Effects of Extent of Chlorination, Extraction Rate, and Particle Size Reduction on Flour and Gluten Functionality Explored by Solvent Retention Capacity (SRC) and Mixograph

Authors: Kweon, Meera; SLADE, LOUIS - FD POLYMER SCI CONSULTANC; LEVINE, HARRY - FD POLYMER SCI CONSULTANC; Martin, Ronald; Andrews, Lonnie; Souza, Edward

Submitted to: Cereal Chemistry
Publication Type: Peer Reviewed Journal
Publication Acceptance Date: 12/29/2008
Publication Date: 3/19/2009
Citation: Kweon, M., Slade, L., Levine, H., Martin, R.J., Andrews, L.C., Souza, E.J. 2009. Effects of Extent of Chlorination, Extraction Rate, and Particle Size Reduction on Flour and Gluten Functionality Explored by Solvent Retention Capacity (SRC) and Mixograph. Cereal Chemistry. 86(2):221-224.

Interpretive Summary: Solvent retention capacity (SRC) and mixograph were used for exploring the effects of extent of chlorination, extraction rate, and particle size reduction on flour and gluten functionality for the soft wheat cultivar, Croplan 594W. Based on the the SRC results, effects of milling extraction rate and chlorination extent were dramatic, but effects of additional milling to reduce particle size was less significant. Lactic acid SRC is used for monitoring glutenin network formation, but, our new SRC parameter, the ratio of LA/ (NaC + Suc) SRC values, is a better predictor for gluten functionality in the environment of other modulating networks, as demonstrated by mixography.

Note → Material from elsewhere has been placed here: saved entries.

use crate::math::{Real, Vector};
use crate::query::gjk::CSOVertex;
use smallvec::SmallVec;

/// The outcome of a simplex reduction.
#[derive(Copy, Clone, Debug, PartialEq, Eq)]
pub enum SimplexReduction {
    /// The simplex was replaced by the sub-simplex whose Voronoi region
    /// contains the origin, and the retained vertices carry fresh weights.
    Reduced,
    /// The simplex lost rank: a collinear triangle, a flat tetrahedron, or
    /// an origin sitting exactly on a face's affine extension. The vertices
    /// and their weights are left untouched.
    Degenerate,
}

/// A simplex of the CSO using Voronoi regions for computing origin projections.
///
/// The simplex holds one to four vertices while GJK runs. EPA pushes more:
/// vertices past the fourth only serve as polytope corners and are never
/// handed to [`reduce`](VoronoiSimplex::reduce).
#[derive(Clone, Debug, Default)]
pub struct VoronoiSimplex {
    vertices: SmallVec<[CSOVertex; 4]>,
}

impl VoronoiSimplex {
    /// Creates a new empty simplex.
    pub fn new() -> VoronoiSimplex {
        VoronoiSimplex::default()
    }

    /// The number of vertices currently on this simplex.
    pub fn len(&self) -> usize {
        self.vertices.len()
    }

    /// The vertices of this simplex, in insertion order.
    pub fn vertices(&self) -> &[CSOVertex] {
        &self.vertices
    }

    /// Removes every vertex from this simplex.
    pub fn clear(&mut self) {
        self.vertices.clear();
    }

    /// Appends one vertex to this simplex.
    pub fn push(&mut self, vertex: CSOVertex) {
        self.vertices.push(vertex);
    }

    /// Removes the newest vertex from this simplex.
    pub fn pop(&mut self) {
        let _ = self.vertices.pop();
    }

    /// Checks whether the newest vertex closes a support cycle.
    ///
    /// On hulls with parallel or coplanar features, the support queries can
    /// revisit index pairs forever while producing the same CSO coordinates.
    /// Such a cycle shows up as a chain of older vertices linked by shared
    /// source indices, alternating between the two hulls, that joins the
    /// newest vertex back to itself. A newest vertex duplicating an existing
    /// index pair is the shortest such chain.
    pub fn detect_support_cycle(&mut self) -> bool {
        self.has_cycle_from(self.vertices.len() - 1, 0)
    }

    // Walk depth is bounded by the simplex size times the two-way
    // alternation, so the recursion stays shallow.
    fn has_cycle_from(&mut self, i: usize, side: usize) -> bool {
        let last = self.vertices.len() - 1;

        for k in 0..last {
            if self.vertices[k].visited {
                continue;
            }
            if self.vertices[k].ids[side] != self.vertices[i].ids[side] {
                continue;
            }

            self.vertices[k].visited = true;
            let other = (side + 1) % 2;

            if self.vertices[last].ids[other] == self.vertices[k].ids[other]
                || self.has_cycle_from(k, other)
            {
                self.vertices[k].visited = false;
                return true;
            }

            self.vertices[k].visited = false;
        }

        false
    }

    /// Replaces this simplex by the sub-simplex whose Voronoi region
    /// contains the origin, writing an unnormalized barycentric weight on
    /// every retained vertex.
    ///
    /// The weights are raw scalar triple products: their absolute scale is
    /// meaningless, only their ratios matter, and keeping them unnormalized
    /// preserves the conditioning of the inputs. Region tests use strict
    /// comparisons on the positive side and non-strict on the negative side,
    /// so exact-zero ties collapse toward the lower-dimensional feature; a
    /// retained vertex with a zero weight would misdirect the next support
    /// query.
    ///
    /// Vertex insertion order is meaningful: a k-simplex produced by GJK has
    /// its newest vertex nearest the origin along the last search direction,
    /// which is why the regions behind the older vertices need no test.
    pub fn reduce(&mut self) -> SimplexReduction {
        match self.vertices.len() {
            1 => {
                self.vertices[0].bcoord = 1.0;
            }
            2 => {
                let a = self.vertices[0].point.coords;
                let b = self.vertices[1].point.coords;

                let ab = b - a;

                let u = b.dot(&ab);
                if u <= 0.0 {
                    // Vertex region B.
                    self.vertices[0] = self.vertices[1];
                    self.vertices.truncate(1);
                    self.vertices[0].bcoord = 1.0;
                    return SimplexReduction::Reduced;
                }

                // Edge region AB.
                let v = -a.dot(&ab);

                self.vertices[0].bcoord = u;
                self.vertices[1].bcoord = v;
            }
            3 => {
                let a = self.vertices[0].point.coords;
                let b = self.vertices[1].point.coords;
                let c = self.vertices[2].point.coords;

                let ab = b - a;
                let ac = c - a;
                let bc = c - b;

                let u_bc = c.dot(&bc);
                let u_ac = c.dot(&ac);

                if u_bc <= 0.0 && u_ac <= 0.0 {
                    // Vertex region C.
                    self.vertices[0] = self.vertices[2];
                    self.vertices.truncate(1);
                    self.vertices[0].bcoord = 1.0;
                    return SimplexReduction::Reduced;
                }

                let v_bc = -b.dot(&bc);

                let n = ab.cross(&ac);
                if n.x == 0.0 && n.y == 0.0 && n.z == 0.0 {
                    // Collinear triangle.
                    return SimplexReduction::Degenerate;
                }
                let n1 = b.cross(&c);

                let u_abc = n1.dot(&n);

                if u_abc <= 0.0 && u_bc > 0.0 && v_bc > 0.0 {
                    // Edge region BC.
                    self.vertices[0] = self.vertices[1];
                    self.vertices[1] = self.vertices[2];
                    self.vertices.truncate(2);

                    self.vertices[0].bcoord = u_bc;
                    self.vertices[1].bcoord = v_bc;
                    return SimplexReduction::Reduced;
                }

                let v_ac = -a.dot(&ac);

                let n2 = c.cross(&a);

                let v_abc = n2.dot(&n);

                if v_abc <= 0.0 && u_ac > 0.0 && v_ac > 0.0 {
                    // Edge region AC.
                    self.vertices[1] = self.vertices[2];
                    self.vertices.truncate(2);

                    self.vertices[0].bcoord = u_ac;
                    self.vertices[1].bcoord = v_ac;
                    return SimplexReduction::Reduced;
                }

                // Face region ABC.
                let n3 = a.cross(&b);

                let w_abc = n3.dot(&n);

                self.vertices[0].bcoord = u_abc;
                self.vertices[1].bcoord = v_abc;
                self.vertices[2].bcoord = w_abc;
            }
            4 => {
                let a = self.vertices[0].point.coords;
                let b = self.vertices[1].point.coords;
                let c = self.vertices[2].point.coords;
                let d = self.vertices[3].point.coords;

                let ad = d - a;
                let bd = d - b;
                let cd = d - c;

                let u_bd = d.dot(&bd);
                let u_cd = d.dot(&cd);
                let u_ad = d.dot(&ad);

                if u_bd <= 0.0 && u_cd <= 0.0 && u_ad <= 0.0 {
                    // Vertex region D.
                    self.vertices[0] = self.vertices[3];
                    self.vertices.truncate(1);

                    self.vertices[0].bcoord = 1.0;
                    return SimplexReduction::Reduced;
                }

                let ab = b - a;
                let ac = c - a;
                let bc = c - b;

                let v_bd = -b.dot(&bd);
                let v_cd = -c.dot(&cd);
                let v_ad = -a.dot(&ad);

                let mut n = ad.cross(&ab);
                let mut n1 = d.cross(&b);
                let mut n2 = b.cross(&a);
                let mut n3 = a.cross(&d);

                let u_adb = n1.dot(&n);
                let v_adb = n2.dot(&n);
                let w_adb = n3.dot(&n);

                n = ac.cross(&ad);
                n1 = c.cross(&d);
                n2 = d.cross(&a);
                n3 = a.cross(&c);

                let u_acd = n1.dot(&n);
                let v_acd = n2.dot(&n);
                let w_acd = n3.dot(&n);

                n = (-bc).cross(&cd);
                n1 = b.cross(&d);
                n2 = d.cross(&c);
                n3 = c.cross(&b);

                let u_cbd = n1.dot(&n);
                let v_cbd = n2.dot(&n);
                let w_cbd = n3.dot(&n);

                if v_cbd <= 0.0 && u_acd <= 0.0 && u_cd > 0.0 && v_cd > 0.0 {
                    // Edge region DC.
                    self.vertices[0] = self.vertices[2];
                    self.vertices[1] = self.vertices[3];
                    self.vertices.truncate(2);

                    self.vertices[0].bcoord = u_cd;
                    self.vertices[1].bcoord = v_cd;
                    return SimplexReduction::Reduced;
                }

                if v_acd <= 0.0 && w_adb <= 0.0 && u_ad > 0.0 && v_ad > 0.0 {
                    // Edge region AD.
                    self.vertices[1] = self.vertices[3];
                    self.vertices.truncate(2);

                    self.vertices[0].bcoord = u_ad;
                    self.vertices[1].bcoord = v_ad;
                    return SimplexReduction::Reduced;
                }

                if u_cbd <= 0.0 && u_adb <= 0.0 && u_bd > 0.0 && v_bd > 0.0 {
                    // Edge region BD.
                    self.vertices[0] = self.vertices[1];
                    self.vertices[1] = self.vertices[3];
                    self.vertices.truncate(2);

                    self.vertices[0].bcoord = u_bd;
                    self.vertices[1].bcoord = v_bd;
                    return SimplexReduction::Reduced;
                }

                let volume = -bc.cross(&ab).dot(&bd);
                if volume == 0.0 {
                    // Flat tetrahedron.
                    return SimplexReduction::Degenerate;
                }
                let volume_inv = 1.0 / volume;

                // A barycentric numerator at exactly zero means the origin
                // sits on a face's affine extension, which this branch
                // cannot resolve cleanly.
                let u_abcd = c.cross(&d).dot(&b) * volume_inv;
                if u_abcd == 0.0 {
                    return SimplexReduction::Degenerate;
                }
                let v_abcd = c.cross(&a).dot(&d) * volume_inv;
                if v_abcd == 0.0 {
                    return SimplexReduction::Degenerate;
                }
                let w_abcd = d.cross(&a).dot(&b) * volume_inv;
                if w_abcd == 0.0 {
                    return SimplexReduction::Degenerate;
                }
                let x_abcd = b.cross(&a).dot(&c) * volume_inv;
                if x_abcd == 0.0 {
                    return SimplexReduction::Degenerate;
                }

                if u_abcd < 0.0 && u_cbd > 0.0 && v_cbd > 0.0 && w_cbd > 0.0 {
                    // Face region CBD.
                    self.vertices[0] = self.vertices[1];
                    self.vertices[1] = self.vertices[2];
                    self.vertices[2] = self.vertices[3];
                    self.vertices.truncate(3);

                    self.vertices[0].bcoord = v_cbd;
                    self.vertices[1].bcoord = u_cbd;
                    self.vertices[2].bcoord = w_cbd;
                    return SimplexReduction::Reduced;
                }
                if v_abcd < 0.0 && u_acd > 0.0 && v_acd > 0.0 && w_acd > 0.0 {
                    // Face region ACD.
                    self.vertices[1] = self.vertices[2];
                    self.vertices[2] = self.vertices[3];
                    self.vertices.truncate(3);

                    self.vertices[0].bcoord = u_acd;
                    self.vertices[1].bcoord = v_acd;
                    self.vertices[2].bcoord = w_acd;
                    return SimplexReduction::Reduced;
                }
                if w_abcd < 0.0 && u_adb > 0.0 && v_adb > 0.0 && w_adb > 0.0 {
                    // Face region ADB.
                    self.vertices[2] = self.vertices[3];
                    self.vertices.truncate(3);

                    self.vertices[0].bcoord = u_adb;
                    self.vertices[1].bcoord = w_adb;
                    self.vertices[2].bcoord = v_adb;
                    return SimplexReduction::Reduced;
                }

                // Interior region ABCD.
                self.vertices[0].bcoord = u_abcd;
                self.vertices[1].bcoord = v_abcd;
                self.vertices[2].bcoord = w_abcd;
                self.vertices[3].bcoord = x_abcd;
            }
            _ => unreachable!("the simplex must have 1 to 4 vertices"),
        }

        SimplexReduction::Reduced
    }

    /// Projects the origin onto the affine hull of this simplex.
    ///
    /// Returns the vector from the origin to its projection; a full
    /// 4-simplex contains the origin, so the projection is the zero vector.
    pub fn project_origin(&self) -> Vector<Real> {
        match self.vertices.len() {
            1 => self.vertices[0].point.coords,
            2 => {
                let a = self.vertices[0].point.coords;
                let b = self.vertices[1].point.coords;

                let diff = a - b;
                let t = a.dot(&diff) / diff.norm_squared();
                a - diff * t
            }
            3 => {
                let a = self.vertices[0].point.coords;
                let ba = a - self.vertices[1].point.coords;
                let ca = a - self.vertices[2].point.coords;

                let n = ba.cross(&ca);
                let scale = n.dot(&a) / n.norm_squared();
                n * scale
            }
            4 => Vector::zeros(),
            _ => unreachable!("the simplex must have 1 to 4 vertices"),
        }
    }
}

Technical Abstract: Chlorination is an essential soft wheat flour treatment for production of high-ratio cakes in the USA, frequently coupled with a post-milling treatment to reduce flour particle size. The effects of extent of chlorination, extraction rate, and particle size reduction on flour and gluten functionality have been explored by SRC and mixograph for the soft wheat cultivar, Croplan 594W. The SRC results showed dramatic effects of milling extraction rate and chlorination extent, but less significant effects of additional milling to reduce particle size. SRC analysis showed increases in water, sodium carbonate, and sucrose SRC values, but a decrease in lactic acid SRC values, with increasing extent of chlorination. Although lactic acid SRC is sufficient to monitor glutenin network formation, our new SRC parameter, the ratio of LA/ (NaC + Suc) SRC values, is an even better predictor for gluten functionality in the environment of other modulating networks, as demonstrated by mixography. The ratio of LA/ (NaC + Suc) SRC values decreased significantly with increasing extent of chlorination, and the effect was greater when the milling yield decreased from 74 to 55%.